2. Abate humanitário de peixes
 
Em primeiro lugar, podemos destacar as demandas e as exigências para serem utilizadas formas humanitárias no abate de peixes comerciais com o uso de técnicas de insensibilização adaptadas à espécie. Já existem comprovações científicas consistentes
demonstrando que estes animais são sencientes, ou seja, possuem a capacidade de sentir e responder a estímulos tanto positivos quanto negativos.
 
Assim, durante o abate, os peixes precisam ser submetidos a procedimentos operacionais muito bem definidos e que causem sua correta insensibilização tornando o processo mais humanitário. A utilização da tradicional termonarcose, que representa o uso de água e gelo para a realização do abate industrial do pescado brasileiro começa a ser questionado quanto à sua capacidade de garantir o bem-estar animal.
 
Tal cenário contribui para o surgimento de novas tecnologias de insensibilização seja pela eletronarcose (uso do choque elétrico)
ou por equipamentos capazes de causar uma lesão cerebral por dispositivo concussivo (pistola pneumática), muito comumente utilizada em outros animais de produção, principalmente os de grande porte.
 
No Brasil, atualmente, não existe uma regulamentação definitiva para a prática, principalmente quando são consideradas as mais diferentes espécies produzidas e processadas pelas indústrias. Outro ponto de grande destaque corresponde à qualidade
do produto final proveniente de um animal submetido a um estresse desnecessário durante a despesca e o abate comercial. Diversos estudos já demonstram a existência de alterações deletérias na qualidade da carne, no tempo de armazenamento, na
refrigeração e no congelamento, refletindo diretamente a questão econômica e de preferência do consumidor.
 
3. Aproveitamento integral
 
Diminuir o desperdício, gerar menos resíduos e aumentar a rentabilidade do setor são pilares para o sucesso da atividade no cenário atual. Considerando que um determinado tipo de peixe pode gerar até 70% de resíduo nos processos de filetagem
industrial, seja automatizado ou não, cada vez mais as empresas estão buscando formas de aproveitar o material descartado para a geração de coprodutos com alto valor agregado.
 
Entre as novidades estão os cortes de tambaqui sem espinhas (ventrecha com lombo, banda e lombo), os produtos a base de carne mecanicamente separada (CMS) e a padronização de cortes (filé, lombo e barriga) para espécies de médio e grande porte
com posterior agregação de valor de mercado por meio da defumação, salga e elaboração de embutidos.

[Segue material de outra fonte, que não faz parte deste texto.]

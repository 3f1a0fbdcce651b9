//! Pixel-free description of an attention diagram.
//!
//! A [`Figure`] holds everything needed to draw one diagram: a main grid with
//! one column per head (or layer) and one row per context token, an optional
//! averaged column, and the text around them. [`crate::render`] turns it into
//! an image.

use ndarray::{Array1, ArrayView2, Axis};

use crate::error::{AnalyserError, Result};

#[derive(Debug, Clone, PartialEq)]
pub struct Cell {
    pub column: usize,
    /// `0` is the first context token, drawn at the top.
    pub row: usize,
    /// Opacity in `[0, 1]`, taken from the attention magnitude.
    pub alpha: f64,
}

#[derive(Debug, Clone, PartialEq)]
pub struct Panel {
    pub columns: usize,
    pub rows: usize,
    pub cells: Vec<Cell>,
    pub column_labels: Vec<String>,
}

impl Panel {
    fn from_columns(weights: ArrayView2<'_, f32>, column_labels: Vec<String>) -> Self {
        let (columns, rows) = weights.dim();
        let cells = weights
            .indexed_iter()
            .map(|((column, row), &w)| Cell {
                column,
                row,
                alpha: opacity(w),
            })
            .collect();
        Self {
            columns,
            rows,
            cells,
            column_labels,
        }
    }

    pub fn alpha_at(&self, column: usize, row: usize) -> Option<f64> {
        self.cells
            .iter()
            .find(|c| c.column == column && c.row == row)
            .map(|c| c.alpha)
    }
}

#[derive(Debug, Clone, PartialEq)]
pub struct Figure {
    /// File stem used when the figure is saved.
    pub name: String,
    pub title: String,
    pub grid: Panel,
    pub average: Option<Panel>,
    /// Context token labels, top to bottom.
    pub row_labels: Vec<String>,
    /// Label of the generated token, printed right of the diagram.
    pub generated: String,
}

impl Figure {
    /// Lays out `weights` (`[column, key]`) against `labels`, whose last entry
    /// is the generated token and whose other entries label the key positions.
    pub fn grid(
        name: impl Into<String>,
        title: impl Into<String>,
        weights: ArrayView2<'_, f32>,
        labels: &[String],
        with_average: bool,
    ) -> Result<Self> {
        let Some((generated, context)) = labels.split_last() else {
            return Err(AnalyserError::SequenceTooShort);
        };
        if context.is_empty() {
            return Err(AnalyserError::SequenceTooShort);
        }
        if context.len() != weights.ncols() {
            return Err(AnalyserError::ContextMismatch {
                context: context.len(),
                keys: weights.ncols(),
            });
        }

        let column_labels = (0..weights.nrows()).map(|c| c.to_string()).collect();
        let grid = Panel::from_columns(weights, column_labels);
        let average = with_average.then(|| {
            let mean = column_mean(weights);
            Panel::from_columns(mean.view().insert_axis(Axis(0)), vec!["avg".to_string()])
        });

        Ok(Self {
            name: name.into(),
            title: title.into(),
            grid,
            average,
            row_labels: context.to_vec(),
            generated: generated.clone(),
        })
    }
}

/// Arithmetic mean over the columns of a `[column, key]` matrix.
pub fn column_mean(weights: ArrayView2<'_, f32>) -> Array1<f32> {
    weights.sum_axis(Axis(0)) / weights.nrows().max(1) as f32
}

fn opacity(weight: f32) -> f64 {
    let alpha = f64::from(weight.abs());
    if alpha.is_finite() { alpha.min(1.0) } else { 0.0 }
}

#[cfg(test)]
mod tests {
    use ndarray::array;

    use super::*;

    fn labels(words: &[&str]) -> Vec<String> {
        words.iter().map(|w| w.to_string()).collect()
    }

    #[test]
    fn grid_has_one_cell_per_column_and_token() {
        let weights = array![[0.1, 0.9], [0.5, 0.5], [1.0, 0.0]];
        let fig = Figure::grid(
            "single_attention_layer_0",
            "Heads in Layer 0",
            weights.view(),
            &labels(&["I", " like", " it"]),
            true,
        )
        .unwrap();

        assert_eq!(fig.grid.columns, 3);
        assert_eq!(fig.grid.rows, 2);
        assert_eq!(fig.grid.cells.len(), 6);
        assert_eq!(fig.grid.column_labels, labels(&["0", "1", "2"]));
        assert_eq!(fig.row_labels, labels(&["I", " like"]));
        assert_eq!(fig.generated, " it");
        assert!((fig.grid.alpha_at(0, 1).unwrap() - 0.9).abs() < 1e-6);

        let avg = fig.average.unwrap();
        assert_eq!(avg.columns, 1);
        assert_eq!(avg.column_labels, labels(&["avg"]));
        assert!((avg.alpha_at(0, 0).unwrap() - 1.6 / 3.0).abs() < 1e-6);
        assert!((avg.alpha_at(0, 1).unwrap() - 1.4 / 3.0).abs() < 1e-6);
    }

    #[test]
    fn average_panel_is_optional() {
        let weights = array![[0.2, 0.8]];
        let fig = Figure::grid("f", "t", weights.view(), &labels(&["a", "b", "c"]), false).unwrap();
        assert!(fig.average.is_none());
    }

    #[test]
    fn opacity_uses_magnitude_and_clamps() {
        let weights = array![[-0.25, 3.0]];
        let fig = Figure::grid("f", "t", weights.view(), &labels(&["a", "b", "c"]), false).unwrap();
        assert_eq!(fig.grid.alpha_at(0, 0), Some(0.25));
        assert_eq!(fig.grid.alpha_at(0, 1), Some(1.0));
    }

    #[test]
    fn label_count_must_match_keys() {
        let weights = array![[0.2, 0.8]];
        let err = Figure::grid("f", "t", weights.view(), &labels(&["a", "b"]), true).unwrap_err();
        assert!(matches!(
            err,
            AnalyserError::ContextMismatch {
                context: 1,
                keys: 2
            }
        ));
        let err = Figure::grid("f", "t", weights.view(), &labels(&["a"]), true).unwrap_err();
        assert!(matches!(err, AnalyserError::SequenceTooShort));
    }
}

Muitas destas estratégias visam aumentar o potencial de comercialização, minimizar os desperdícios e valorizar os portfólios de produtos das
grandes empresas do setor.
 
Outro grande destaque é o aproveitamento de peles e escamas para as mais diversas aplicações cosméticas e medicinais. Trabalhos que utilizaram peles de peixe para o tratamento de feridas por queimaduras, tanto em animais domésticos como em humanos, por exemplo, já deixaram os artigos científicos e estão na rotina de hospitais universitários brasileiros recebendo grande destaque da mídia tradicional. O colágeno obtido das escamas e das peles de algumas espécies também ganharam destaque pelo
grande potencial de aplicação comercial para as indústrias de alimentos, de cosméticos e odontológicas.
 
4. Equipamentos e maquinários
 
Pensando em inovações para os equipamentos industriais, o foco sempre será no aperfeiçoamento e melhoria dos rendimentos, da qualidade e da produtividade obtida nas linhas de processamento. Atualmente, já existem equipamentos, que auxiliam a
logística das unidades de beneficiamento, destinado tanto para processos simples como, por exemplo, realização da sangria, corte da cabeça, trituração de carcaças, quanto para processos complexos como filetagem, fracionamento e, principalmente, remoção de
espinhas intramusculares.
 
Por causa da alta perecibilidade do pescado, a necessidade de preservação da sua qualidade ainda é um grande desafio para a cadeia produtiva. Aliado aos métodos tradicionais para conservar a qualidade do pescado, como o resfriamento, o
congelamento e a salga, métodos recentes de tratamento não térmicos têm aumentado consideravelmente sua popularidade e estudo na indústria pesqueira.
 
Estes métodos têm por objetivo estender a vida útil do alimento, por meio da redução ou destruição de microrganismos patogênicos e deteriorantes, mantendo a sua qualidade físico-química. Exemplos desses são: irradiação, alta pressão hidrostática, tecnologia de luz pulsada, ultravioleta, plasma frio e tratamentos com ozônio.
 
Por outro lado, cresce cada vez mais a demanda por unidades modulares ou mesmo móveis para o beneficiamento da matéria-prima pescado. Devido à sua perecibilidade já conhecida e a dificuldade logística de transporte de animais vivos após a despesca por longas distâncias, a alocação de unidades básicas de processamento em pontos estratégicos é uma demanda recorrente de uma grande parte do setor, desde que estejam regulamentados por órgãos fiscalizadores e que respeitem todas as exigências
legais de funcionamento.
 
Para que a produção de peixes não esteja nas mãos de atravessadores, evitem a clandestinidade e agregue renda para os pequenos produtores, tais estruturas podem surgir como uma alternativa economicamente viável e adaptada às diferentes realidades nas regiões produtoras do pescado brasileiro.
 
5. Riscos sanitários do pescado
 
O pescado é uma das commodities alimentares mais negociadas em todo o mundo, movimentando bilhões de dólares anualmente. Para o Brasil, a produção de peixes em cativeiro, principalmente os peixes nativos, destaca-se como importante atividade produtiva sob o ponto de vista econômico e social.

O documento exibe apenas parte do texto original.